M. A... D... justifie, par des pièces précises et concordantes, jointes au dossier de première instance ou produites devant la Cour et communiquées au préfet, d'une vie commune avec son épouse depuis au moins trois ans à la date de l'arrêté contesté ainsi que d'une contribution au soutien affectif et financier des deux enfants du couple, avec lesquels il réside, notamment d'une prise en charge des frais liés à la scolarité de l'aîné. Par ailleurs, il est le père d'un enfant français, né en 2011 d'une précédente union, avec lequel il entretient, à tout le moins, des relations régulières. Enfin, contrairement à ce que soutient le préfet de la Seine-Saint-Denis, M. A... D... justifie d'une insertion, notamment par la participation active et remarquée à plusieurs associations, notamment de lutte contre la délinquance juvénile et par la recherche active d'un emploi.

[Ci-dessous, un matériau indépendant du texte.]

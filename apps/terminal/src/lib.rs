//! # Wash & Fold Terminal Library
//!
//! The counter side of the POS: configuration, the ticket session, and the
//! commands that talk to the data store and the receipt printer.
//!
//! ## Module Organization
//! ```text
//! washfold_terminal_lib/
//! ├── lib.rs          ◄─── You are here (tracing setup)
//! ├── cli.rs          ◄─── Command-line interface (clap)
//! ├── state/
//! │   ├── mod.rs      ◄─── State type exports
//! │   ├── config.rs   ◄─── terminal.toml + WASHFOLD_* overrides
//! │   ├── session.rs  ◄─── Current ticket and checkout
//! │   └── store.rs    ◄─── Data-store collaborators
//! ├── commands/
//! │   ├── mod.rs      ◄─── Command exports
//! │   ├── quote.rs    ◄─── Ticket pricing
//! │   ├── order.rs    ◄─── Checkout, workflow, refunds, board
//! │   ├── receipt.rs  ◄─── Receipt print + archive
//! │   ├── closing.rs  ◄─── Daily closing
//! │   └── analytics.rs◄─── Sales KPIs
//! ├── printer.rs      ◄─── Printer seam
//! └── error.rs        ◄─── API error type for commands
//! ```
//!
//! ## Collaborators
//! ```text
//! ┌─────────────────────────────────────────────────────────────────────────┐
//! │                                                                         │
//! │  ┌──────────────────┐ ┌──────────────────┐ ┌──────────────────────┐   │
//! │  │  TerminalConfig  │ │     Session      │ │     StoreState       │   │
//! │  │  (read-only)     │ │  (&mut, 1/counter│ │  (Arc<dyn ...Store>) │   │
//! │  └──────────────────┘ └──────────────────┘ └──────────────────────┘   │
//! │                                                                         │
//! │  Each command takes only the collaborators it needs.                   │
//! └─────────────────────────────────────────────────────────────────────────┘
//! ```

pub mod cli;
pub mod commands;
pub mod error;
pub mod printer;
pub mod state;

use tracing::Level;
use tracing_subscriber::EnvFilter;

/// Initializes the tracing subscriber for structured logging.
///
/// Logs go to stderr so receipts and JSON on stdout stay clean.
///
/// ## Log Levels
/// - `RUST_LOG=debug` - Show debug messages
/// - `RUST_LOG=washfold=trace` - Show trace for washfold crates only
/// - Default: INFO, DEBUG for washfold crates
pub fn init_tracing() {
    let filter =
        EnvFilter::try_from_default_env().unwrap_or_else(|_| EnvFilter::new("info,washfold=debug"));

    tracing_subscriber::fmt()
        .with_env_filter(filter)
        .with_max_level(Level::TRACE)
        .with_writer(std::io::stderr)
        .init();
}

Il suit de là que l'intéressé doit être regardé, dans les circonstances de l'espèce, comme ayant établi le centre de ses intérêts personnels et familiaux sur le territoire français. C'est dès lors à bon droit que les premiers juges ont estimé que l'arrêté contesté devant eux portait, au droit de M. A... D... au respect de sa vie privée et familiale, une atteinte disproportionnée aux buts en vue desquels il avait été pris, en méconnaissance des stipulations de l'article 8 de la convention européenne de sauvegarde des droits de l'homme et des libertés fondamentales.
5. Il résulte de ce qui précède que le préfet de la Seine-Saint-Denis n'est pas fondé à soutenir que c'est à tort que, par le jugement attaqué, le Tribunal administratif de Montreuil a annulé son arrêté du 20 septembre 2019. Il y a lieu, par suite, de rejeter sa requête d'appel, enregistrée sous le n° 20PA01351.

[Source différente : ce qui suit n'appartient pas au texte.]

//! # washfold-store: Data-Store Layer for the Wash & Fold POS
//!
//! Async contracts for the external data store, plus an in-memory
//! implementation.
//!
//! ## Architecture
//! ```text
//! ┌─────────────────────────────────────────────────────────────────────────┐
//! │                        washfold-store                                   │
//! │                                                                         │
//! │  ┌─────────────────────────────────────────────────────────────────┐   │
//! │  │                   repository (traits)                           │   │
//! │  │   OrderStore  ClosingStore  CatalogStore  SettingsStore         │   │
//! │  │   DocumentStore                                                 │   │
//! │  └─────────────────────────────┬───────────────────────────────────┘   │
//! │                                │ implemented by                         │
//! │              ┌─────────────────┴─────────────────┐                      │
//! │              ▼                                   ▼                      │
//! │     ┌─────────────────┐               ┌──────────────────┐              │
//! │     │  MemoryStore    │               │ hosted backend   │              │
//! │     │  (this crate)   │               │ (deployment)     │              │
//! │     └─────────────────┘               └──────────────────┘              │
//! └─────────────────────────────────────────────────────────────────────────┘
//! ```
//!
//! ## Usage
//! ```rust,no_run
//! use washfold_store::{MemoryStore, OrderStore};
//!
//! # async fn example(order: washfold_core::Order) -> washfold_store::StoreResult<()> {
//! let store = MemoryStore::new();
//! let saved = store.create_order(order).await?;
//! assert!(saved.order_number > washfold_core::ORDER_NUMBER_FLOOR);
//! # Ok(())
//! # }
//! ```

pub mod error;
pub mod memory;
pub mod paths;
pub mod repository;

pub use error::{StoreError, StoreResult};
pub use memory::MemoryStore;
pub use paths::{closing_path, receipt_path};
pub use repository::{CatalogStore, ClosingStore, DocumentStore, OrderStore, SettingsStore};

Sur la requête n° 20PA03152 :
6. La Cour se prononçant, par le présent arrêt, sur la requête du préfet de de la Seine-Saint-Denis tendant à l'annulation du jugement du Tribunal administratif de Montreuil du 2 octobre 2020, il n'y a plus lieu de statuer sur la requête n° 20PA03152 tendant au sursis à exécution de ce jugement.
DECIDE :
Article 1er : Il n'y a pas lieu de statuer sur la requête n° 20PA03152.
Article 2 : La requête n° 20PA03151 du préfet de la Seine-Saint-Denis est rejetée.
Article 3 : Le présent arrêt sera notifié au ministre de l'intérieur et à M. E... A... D....
Copie en sera adressée au préfet de la Seine-Saint-Denis.
Délibéré après l'audience du 7 avril2021, à laquelle siégeaient :
- Mme B..., président de chambre,
- M. Magnard, premier conseiller,
- Mme Bonneau-Mathelot, premier conseiller.
Rendu public par mise à disposition au greffe le 20 avril 2021.
Le président-rapporteur,
I. B...L'assesseur le plus ancien,
F. MAGNARD
Le greffier,
I. BEDR
La République mande et ordonne au ministre de l'intérieur en ce qui le concerne ou à tous huissiers de justice à ce requis en ce qui concerne les voies de droit commun contre les parties privées, de pourvoir à l'exécution de la présente décision.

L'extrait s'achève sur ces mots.